A native of Israel, Uzi Landman obtained his B.Sc and M.Sc degrees from the Hebrew University at Jerusalem and the Weizmann Institute of Science, respectively, and a D.Sc. degree from the Israel Institute of Technology (Technion) in 1969. He worked at UC Santa Barbara, the University of Illinois at Urbana-Champaign, the Xerox Webster laboratories and the University of Rochester. In 1977 he moved to Atlanta with his wife Avital and their children, joining the School of Physics at the Georgia Institute of Technology, where he is now Regents and Institute Professor of Physics, a F.E. Callaway Chair, and the Director of the Center for Computational Materials Science.
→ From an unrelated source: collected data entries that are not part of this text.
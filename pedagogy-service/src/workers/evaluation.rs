use crate::dtos::EvaluationRequest;
use crate::models::WorkRecord;
use crate::services::generation::{GenerationService, PedagogyModule};
use crate::services::history::{HistoryError, WorkHistoryStore};
use crate::services::metrics::{EVALUATION_JOBS_IN_FLIGHT, EVALUATION_JOBS_TOTAL};
use crate::services::prompts;
use crate::services::providers::ProviderError;
use chrono::Utc;
use rand::Rng;
use service_core::error::AppError;
use std::sync::Arc;
use std::time::Instant;
use thiserror::Error;

const BASE36: &[u8] = b"0123456789abcdefghijklmnopqrstuvwxyz";

/// `eval_<unix millis>_<9 base36 chars>`.
pub fn new_job_id() -> String {
    let mut rng = rand::thread_rng();
    let suffix: String = (0..9)
        .map(|_| BASE36[rng.gen_range(0..BASE36.len())] as char)
        .collect();
    format!("eval_{}_{}", Utc::now().timestamp_millis(), suffix)
}

#[derive(Debug, Clone)]
pub struct EvaluationJob {
    pub job_id: String,
    pub request: EvaluationRequest,
}

#[derive(Error, Debug)]
pub enum JobError {
    #[error(transparent)]
    History(#[from] HistoryError),

    #[error(transparent)]
    Generation(#[from] ProviderError),
}

impl From<JobError> for AppError {
    fn from(err: JobError) -> Self {
        match err {
            JobError::History(e) => e.into(),
            JobError::Generation(e) => e.into(),
        }
    }
}

/// Message stored on the job row when generation fails.
fn failure_message(err: &ProviderError) -> String {
    match err {
        ProviderError::NotConfigured(msg) => msg.clone(),
        other => other.to_string(),
    }
}

const CANCELLED_MESSAGE: &str = "Evaluation was cancelled before it finished";
const SHUTDOWN_MESSAGE: &str = "Service shut down before the job started";

/// Tracks a job between `processing` and its terminal state.
///
/// Dropping it unfinished marks the row as `error`, so a cancelled request
/// cannot leave the job stuck in `processing`.
struct InFlight {
    history: Arc<dyn WorkHistoryStore>,
    job_id: String,
    finished: bool,
}

impl InFlight {
    fn start(history: Arc<dyn WorkHistoryStore>, job_id: &str) -> Self {
        EVALUATION_JOBS_IN_FLIGHT.inc();
        Self {
            history,
            job_id: job_id.to_string(),
            finished: false,
        }
    }

    fn finish(mut self) {
        self.finished = true;
    }
}

impl Drop for InFlight {
    fn drop(&mut self) {
        EVALUATION_JOBS_IN_FLIGHT.dec();
        if self.finished {
            return;
        }

        tracing::warn!(job_id = %self.job_id, "Evaluation job dropped while processing");
        EVALUATION_JOBS_TOTAL.with_label_values(&["cancelled"]).inc();

        let Ok(runtime) = tokio::runtime::Handle::try_current() else {
            return;
        };
        let history = self.history.clone();
        let job_id = std::mem::take(&mut self.job_id);
        runtime.spawn(async move {
            if let Err(e) = history.mark_error(&job_id, CANCELLED_MESSAGE).await {
                tracing::error!(job_id = %job_id, error = %e, "Failed to record cancelled evaluation job");
            }
        });
    }
}

/// Runs one evaluation job against its work-history row.
#[derive(Clone)]
pub struct EvaluationProcessor {
    generation: GenerationService,
    history: Arc<dyn WorkHistoryStore>,
}

impl EvaluationProcessor {
    pub fn new(generation: GenerationService, history: Arc<dyn WorkHistoryStore>) -> Self {
        Self {
            generation,
            history,
        }
    }

    /// Move the job to `processing`, generate, and record the outcome.
    ///
    /// A job whose row is missing or already past `pending` is left alone.
    #[tracing::instrument(skip(self, job), fields(job_id = %job.job_id))]
    pub async fn process(&self, job: &EvaluationJob) -> Result<WorkRecord, JobError> {
        self.history.mark_processing(&job.job_id).await?;

        let in_flight = InFlight::start(self.history.clone(), &job.job_id);
        let start = Instant::now();
        let prompt = prompts::evaluation(&job.request);
        let generated = self
            .generation
            .generate(PedagogyModule::Evaluation, &prompt)
            .await;
        let elapsed_ms = start.elapsed().as_millis() as i64;
        in_flight.finish();

        match generated {
            Ok(text) => {
                let record = self
                    .history
                    .mark_completed(
                        &job.job_id,
                        serde_json::json!({
                            "result": text,
                            "processing_time": elapsed_ms,
                        }),
                    )
                    .await?;

                EVALUATION_JOBS_TOTAL.with_label_values(&["completed"]).inc();
                tracing::info!(duration_ms = elapsed_ms, "Evaluation job completed");
                Ok(record)
            }
            Err(e) => {
                let message = failure_message(&e);
                if let Err(store_err) = self.history.mark_error(&job.job_id, &message).await {
                    tracing::error!(error = %store_err, "Failed to record evaluation job failure");
                }

                EVALUATION_JOBS_TOTAL.with_label_values(&["error"]).inc();
                tracing::warn!(error = %message, duration_ms = elapsed_ms, "Evaluation job failed");
                Err(e.into())
            }
        }
    }

    /// Fail a job that was accepted but never reached a worker.
    pub async fn abandon(&self, job: &EvaluationJob) {
        EVALUATION_JOBS_TOTAL.with_label_values(&["abandoned"]).inc();
        match self.history.mark_error(&job.job_id, SHUTDOWN_MESSAGE).await {
            Ok(_) => tracing::warn!(job_id = %job.job_id, "Evaluation job abandoned at shutdown"),
            Err(e) => {
                tracing::error!(job_id = %job.job_id, error = %e, "Failed to record abandoned evaluation job")
            }
        }
    }
}

#[cfg(test)]
mod tests {
    use super::*;
    use crate::models::{JobStatus, NewWorkRecord};
    use crate::services::history::InMemoryWorkHistory;
    use crate::services::providers::mock::MockTextProvider;
    use crate::services::providers::TextProvider;

    fn request() -> EvaluationRequest {
        serde_json::from_value(serde_json::json!({
            "titulo": "Prueba",
            "objetivos": ["OA1"],
            "contenido": "Células"
        }))
        .unwrap()
    }

    async fn setup(
        provider: impl TextProvider + 'static,
    ) -> (EvaluationProcessor, Arc<InMemoryWorkHistory>, EvaluationJob) {
        let history = Arc::new(InMemoryWorkHistory::new());
        let job = EvaluationJob {
            job_id: new_job_id(),
            request: request(),
        };
        history
            .insert(NewWorkRecord::pending(
                &job.job_id,
                "anonymous",
                "GenerarEvaluacion",
                serde_json::to_value(&job.request).unwrap(),
            ))
            .await
            .unwrap();
        let processor =
            EvaluationProcessor::new(GenerationService::new(Arc::new(provider)), history.clone());
        (processor, history, job)
    }

    #[test]
    fn job_ids_follow_the_eval_format() {
        let id = new_job_id();
        let parts: Vec<&str> = id.split('_').collect();
        assert_eq!(parts.len(), 3);
        assert_eq!(parts[0], "eval");
        assert!(parts[1].parse::<i64>().is_ok());
        assert_eq!(parts[2].len(), 9);
        assert!(parts[2].bytes().all(|b| BASE36.contains(&b)));
        assert_ne!(new_job_id(), new_job_id());
    }

    #[tokio::test]
    async fn successful_job_stores_result_and_processing_time() {
        let (processor, history, job) =
            setup(MockTextProvider::with_response("Evaluación generada")).await;

        let record = processor.process(&job).await.unwrap();
        assert_eq!(record.status, JobStatus::Completed);
        assert_eq!(record.result_text(), Some("Evaluación generada"));
        assert!(record.processing_time_ms().is_some());
        assert!(record.started_at.is_some());

        let stored = history.find_by_job_id(&job.job_id).await.unwrap().unwrap();
        assert_eq!(stored.status, JobStatus::Completed);
    }

    #[tokio::test]
    async fn missing_api_key_marks_job_error() {
        let (processor, history, job) = setup(MockTextProvider::new(false)).await;

        let err = processor.process(&job).await.unwrap_err();
        assert!(matches!(err, JobError::Generation(ProviderError::NotConfigured(_))));

        let stored = history.find_by_job_id(&job.job_id).await.unwrap().unwrap();
        assert_eq!(stored.status, JobStatus::Error);
        assert_eq!(stored.error_message.as_deref(), Some("API key not configured"));
    }

    #[tokio::test]
    async fn dropped_job_is_marked_error() {
        let provider =
            MockTextProvider::with_response("tarde").with_delay(std::time::Duration::from_millis(500));
        let (processor, history, job) = setup(provider).await;

        let outcome =
            tokio::time::timeout(std::time::Duration::from_millis(50), processor.process(&job)).await;
        assert!(outcome.is_err());

        let mut stored = history.find_by_job_id(&job.job_id).await.unwrap().unwrap();
        for _ in 0..50 {
            if stored.status == JobStatus::Error {
                break;
            }
            tokio::time::sleep(std::time::Duration::from_millis(10)).await;
            stored = history.find_by_job_id(&job.job_id).await.unwrap().unwrap();
        }
        assert_eq!(stored.status, JobStatus::Error);
        assert_eq!(stored.error_message.as_deref(), Some(CANCELLED_MESSAGE));
    }

    #[tokio::test]
    async fn abandoned_job_is_marked_error() {
        let (processor, history, job) = setup(MockTextProvider::with_response("x")).await;

        processor.abandon(&job).await;

        let stored = history.find_by_job_id(&job.job_id).await.unwrap().unwrap();
        assert_eq!(stored.status, JobStatus::Error);
        assert_eq!(stored.error_message.as_deref(), Some(SHUTDOWN_MESSAGE));
    }

    #[tokio::test]
    async fn finished_job_is_not_processed_again() {
        let (processor, _history, job) = setup(MockTextProvider::with_response("x")).await;
        processor.process(&job).await.unwrap();

        let err = processor.process(&job).await.unwrap_err();
        assert!(matches!(
            err,
            JobError::History(HistoryError::InvalidTransition { .. })
        ));
    }
}
use crate::dtos::{ExportParams, ExportRequest, ExportedDocument};
use crate::middleware::ValidatedJson;
use crate::services::export::{ExportFormat, ExportedFile};
use crate::startup::AppState;
use axum::{
    extract::{Query, State},
    http::header,
    response::{IntoResponse, Response},
    Json,
};
use base64::{engine::general_purpose::STANDARD, Engine};
use service_core::error::AppError;

#[tracing::instrument(skip(state, request), fields(encoding = ?params.encoding))]
pub async fn export_docx(
    State(state): State<AppState>,
    Query(params): Query<ExportParams>,
    ValidatedJson(request): ValidatedJson<ExportRequest>,
) -> Result<Response, AppError> {
    export(&state, ExportFormat::Docx, &params, &request).await
}

#[tracing::instrument(skip(state, request), fields(encoding = ?params.encoding))]
pub async fn export_pdf(
    State(state): State<AppState>,
    Query(params): Query<ExportParams>,
    ValidatedJson(request): ValidatedJson<ExportRequest>,
) -> Result<Response, AppError> {
    export(&state, ExportFormat::Pdf, &params, &request).await
}

async fn export(
    state: &AppState,
    format: ExportFormat,
    params: &ExportParams,
    request: &ExportRequest,
) -> Result<Response, AppError> {
    let file = state
        .exporter
        .export(
            format,
            &request.html_content,
            request.title(),
            request.filename.as_deref(),
        )
        .await?;

    if params.wants_base64() {
        return Ok(Json(ExportedDocument {
            success: true,
            data: STANDARD.encode(&file.bytes),
            filename: file.filename,
            content_type: file.content_type.to_string(),
        })
        .into_response());
    }

    Ok(attachment(file))
}

fn attachment(file: ExportedFile) -> Response {
    let disposition = format!("attachment; filename=\"{}\"", file.filename);
    (
        [
            (header::CONTENT_TYPE, file.content_type.to_string()),
            (header::CONTENT_DISPOSITION, disposition),
        ],
        file.bytes,
    )
        .into_response()
}
use axum::{extract::Request, http::StatusCode, middleware::Next, response::IntoResponse, response::Response};
use service_core::error::AppError;

/// Replaces the router's bare 405 with the JSON error body, keeping `Allow`.
pub async fn json_method_not_allowed(request: Request, next: Next) -> Response {
    let response = next.run(request).await;
    if response.status() != StatusCode::METHOD_NOT_ALLOWED {
        return response;
    }

    let allow = response.headers().get(axum::http::header::ALLOW).cloned();
    let mut replaced = AppError::MethodNotAllowed.into_response();
    if let Some(allow) = allow {
        replaced
            .headers_mut()
            .insert(axum::http::header::ALLOW, allow);
    }
    replaced
}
Landman published close to 350 papers in condensed matter physics, materials science, clusters and quantum dots, microscopic hydrodynamics, nanocatalysis, and transport in DNA. He is elected Fellow of the APS and the IOP, founded the Journal of Computational Materials Science, served as the President of the Georgia Autistic Society, and he is a frequent invited speaker, including a plenary lecture at a recent Nobel Symposium on clusters. Awards that he received include the 1999 APS Beams award, the 2000 Feynman Prize in Nanotechnology, and the 2002 MRS Medal for seminal contributions to the founding of the field of nanotribology.